> AVAILABLE DATA:
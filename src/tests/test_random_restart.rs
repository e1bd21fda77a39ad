use rand::{SeedableRng, rngs::StdRng};

use crate::{
    Objective, Problem, SearchProgress,
    optim::{DEFAULT_RESTARTS, LocalSearchOptimizer, RandomRestartOptimizer},
    problems::{DEFAULT_GOAL, EightPuzzle, NQueens, QueensState},
};

use super::LandscapeProblem;

#[test]
fn test_default_budget() {
    assert_eq!(RandomRestartOptimizer::default().restarts(), DEFAULT_RESTARTS);
    assert_eq!(DEFAULT_RESTARTS, 1000);
}

#[test]
fn test_solved_n_queens_returns_on_first_attempt() {
    let solved = vec![Some(1), Some(3), Some(0), Some(2)];
    let mut problem = NQueens::with_initial(4, solved.clone()).unwrap();
    let mut rng = StdRng::seed_from_u64(0);
    let mut n_moves = 0;
    let mut callback = |_: SearchProgress<QueensState, usize>| n_moves += 1;
    let (state, score) =
        RandomRestartOptimizer::new(1000).optimize(&mut problem, &mut rng, &mut callback);
    assert_eq!(state, solved);
    assert_eq!(score, 0);
    assert_eq!(n_moves, 0);
    // the initial state was never re-randomised
    assert_eq!(problem.initial(), &solved);
}

#[test]
fn test_solved_eight_puzzle_returns_on_first_attempt() {
    let mut problem = EightPuzzle::new(DEFAULT_GOAL).unwrap();
    let mut rng = StdRng::seed_from_u64(0);
    let (state, score) = RandomRestartOptimizer::new(10).run(&mut problem, &mut rng);
    assert_eq!(state, DEFAULT_GOAL);
    assert_eq!(score, 9);
    assert_eq!(problem.initial(), &DEFAULT_GOAL);
}

#[test]
fn test_escapes_local_optimum() {
    let mut problem = LandscapeProblem::new(vec![0, 5, 1, 2, 3, 9], 0, Objective::Maximize);
    let mut rng = StdRng::seed_from_u64(17);
    let (state, score) = RandomRestartOptimizer::new(1000).run(&mut problem, &mut rng);
    assert_eq!((state, score), (5, 9));
    assert!(problem.n_randomized >= 1);
    assert!(problem.n_randomized < 1000);
}

#[test]
fn test_single_attempt_behaves_like_steepest_ascent() {
    let mut problem = LandscapeProblem::new(vec![0, 5, 1, 9], 0, Objective::Maximize);
    let mut rng = StdRng::seed_from_u64(0);
    let (state, score) = RandomRestartOptimizer::new(1).run(&mut problem, &mut rng);
    assert_eq!((state, score), (1, 5));
    assert_eq!(problem.n_randomized, 1);
}

#[test]
fn test_zero_budget_returns_initial() {
    let mut problem = LandscapeProblem::new(vec![0, 5, 1, 9], 2, Objective::Maximize);
    let mut rng = StdRng::seed_from_u64(0);
    let (state, score) = RandomRestartOptimizer::new(0).run(&mut problem, &mut rng);
    assert_eq!((state, score), (2, 1));
    assert_eq!(problem.n_randomized, 0);
}

#[test]
fn test_exhausted_budget_returns_best() {
    // three queens cannot be placed without conflict
    let mut problem = NQueens::new(3).unwrap();
    let initial_score = problem.value(problem.initial());
    let mut rng = StdRng::seed_from_u64(9);
    let mut restarts = Vec::new();
    let mut callback = |p: SearchProgress<QueensState, usize>| restarts.push(p.restart);
    let (state, score) =
        RandomRestartOptimizer::new(20).optimize(&mut problem, &mut rng, &mut callback);
    assert!(!problem.goal_test(&state));
    assert!(score < initial_score);
    assert_eq!(score, problem.value(&state));
    assert!(restarts.iter().all(|&r| r < 20));
    // the last climb was followed by a restart from a full random board
    assert!(problem.initial().iter().all(Option::is_some));
}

> WHAT TO WORK ON: Find each line in the listing above that contains "SearchProgress", and copy that line.

> EXERCISE OUTPUT:
    Objective, Problem, SearchProgress,
    let mut callback = |_: SearchProgress<QueensState, usize>| n_moves += 1;
    let mut callback = |p: SearchProgress<QueensState, usize>| restarts.push(p.restart);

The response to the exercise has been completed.